_WHAT TO DO_
For this exercise, please find the lines in the entries that include the word "Print" and copy them.

_RECORDS FOR THIS TASK_
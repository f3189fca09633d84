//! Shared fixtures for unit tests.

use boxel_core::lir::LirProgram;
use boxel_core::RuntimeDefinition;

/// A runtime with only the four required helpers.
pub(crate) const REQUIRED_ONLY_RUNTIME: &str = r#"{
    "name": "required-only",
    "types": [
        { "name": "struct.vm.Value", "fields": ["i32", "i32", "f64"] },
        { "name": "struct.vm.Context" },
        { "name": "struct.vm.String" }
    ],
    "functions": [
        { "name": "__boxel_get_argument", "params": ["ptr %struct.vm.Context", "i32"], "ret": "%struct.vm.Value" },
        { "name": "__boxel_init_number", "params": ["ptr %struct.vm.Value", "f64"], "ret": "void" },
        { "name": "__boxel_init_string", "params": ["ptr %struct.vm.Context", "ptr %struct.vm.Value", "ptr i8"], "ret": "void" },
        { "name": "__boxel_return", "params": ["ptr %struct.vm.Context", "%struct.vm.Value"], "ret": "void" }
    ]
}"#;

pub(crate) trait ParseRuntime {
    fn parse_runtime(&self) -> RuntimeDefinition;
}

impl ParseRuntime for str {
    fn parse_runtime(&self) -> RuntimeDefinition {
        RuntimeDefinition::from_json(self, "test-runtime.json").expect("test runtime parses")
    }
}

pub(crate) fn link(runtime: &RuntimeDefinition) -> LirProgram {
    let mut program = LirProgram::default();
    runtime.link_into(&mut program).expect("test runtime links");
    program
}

* * *

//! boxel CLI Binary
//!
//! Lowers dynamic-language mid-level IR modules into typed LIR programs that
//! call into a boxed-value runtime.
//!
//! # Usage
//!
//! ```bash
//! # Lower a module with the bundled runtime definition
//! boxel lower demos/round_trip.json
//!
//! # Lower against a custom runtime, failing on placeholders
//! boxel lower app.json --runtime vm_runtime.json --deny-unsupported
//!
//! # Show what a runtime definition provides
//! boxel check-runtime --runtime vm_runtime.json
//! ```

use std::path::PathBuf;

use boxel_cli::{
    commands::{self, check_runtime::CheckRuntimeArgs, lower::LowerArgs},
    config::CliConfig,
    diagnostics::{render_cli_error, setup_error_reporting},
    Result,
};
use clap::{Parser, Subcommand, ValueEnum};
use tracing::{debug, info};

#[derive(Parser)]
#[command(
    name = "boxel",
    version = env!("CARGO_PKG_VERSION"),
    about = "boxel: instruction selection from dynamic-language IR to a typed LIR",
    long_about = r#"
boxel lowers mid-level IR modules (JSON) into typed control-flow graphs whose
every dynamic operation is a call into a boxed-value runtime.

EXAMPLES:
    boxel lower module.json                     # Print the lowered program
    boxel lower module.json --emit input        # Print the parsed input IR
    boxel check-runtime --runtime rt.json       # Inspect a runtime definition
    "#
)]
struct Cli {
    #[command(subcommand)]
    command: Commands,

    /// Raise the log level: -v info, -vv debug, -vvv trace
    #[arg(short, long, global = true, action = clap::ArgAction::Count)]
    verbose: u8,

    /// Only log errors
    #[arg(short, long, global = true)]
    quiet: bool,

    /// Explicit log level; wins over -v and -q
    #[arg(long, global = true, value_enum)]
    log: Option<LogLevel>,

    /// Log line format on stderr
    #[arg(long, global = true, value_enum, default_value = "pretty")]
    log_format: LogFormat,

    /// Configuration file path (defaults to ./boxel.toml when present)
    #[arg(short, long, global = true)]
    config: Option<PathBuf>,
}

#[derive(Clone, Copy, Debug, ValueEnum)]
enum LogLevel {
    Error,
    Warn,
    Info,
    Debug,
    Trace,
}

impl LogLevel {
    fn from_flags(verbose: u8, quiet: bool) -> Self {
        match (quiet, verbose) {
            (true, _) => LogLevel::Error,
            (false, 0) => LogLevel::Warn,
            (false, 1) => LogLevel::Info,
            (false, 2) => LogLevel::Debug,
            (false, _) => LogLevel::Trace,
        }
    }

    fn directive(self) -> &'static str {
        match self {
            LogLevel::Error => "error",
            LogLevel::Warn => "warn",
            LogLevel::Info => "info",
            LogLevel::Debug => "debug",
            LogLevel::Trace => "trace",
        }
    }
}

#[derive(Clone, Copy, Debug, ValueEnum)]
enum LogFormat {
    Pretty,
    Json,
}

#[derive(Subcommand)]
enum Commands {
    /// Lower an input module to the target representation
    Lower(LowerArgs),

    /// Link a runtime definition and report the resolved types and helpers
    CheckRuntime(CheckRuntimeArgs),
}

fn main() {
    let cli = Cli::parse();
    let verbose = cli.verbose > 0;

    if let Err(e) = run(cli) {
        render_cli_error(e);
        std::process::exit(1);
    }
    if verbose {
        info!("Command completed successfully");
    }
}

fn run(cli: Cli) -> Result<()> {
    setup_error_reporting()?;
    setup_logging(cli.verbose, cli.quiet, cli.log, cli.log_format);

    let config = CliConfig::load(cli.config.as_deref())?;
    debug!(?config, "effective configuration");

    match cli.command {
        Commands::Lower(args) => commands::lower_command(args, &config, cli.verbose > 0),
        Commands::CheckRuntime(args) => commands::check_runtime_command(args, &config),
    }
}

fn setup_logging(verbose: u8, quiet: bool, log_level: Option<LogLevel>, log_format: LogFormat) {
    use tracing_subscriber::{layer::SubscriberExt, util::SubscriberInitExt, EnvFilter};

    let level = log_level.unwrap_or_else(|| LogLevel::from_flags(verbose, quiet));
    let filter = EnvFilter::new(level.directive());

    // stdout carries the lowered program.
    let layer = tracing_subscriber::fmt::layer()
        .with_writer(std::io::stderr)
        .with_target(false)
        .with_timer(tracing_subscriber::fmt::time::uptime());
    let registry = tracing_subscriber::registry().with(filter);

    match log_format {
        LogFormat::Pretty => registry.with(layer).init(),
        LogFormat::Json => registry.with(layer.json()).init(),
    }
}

_SOLUTION FOR THIS PROBLEM_
    boxel lower module.json                     # Print the lowered program
    boxel lower module.json --emit input        # Print the parsed input IR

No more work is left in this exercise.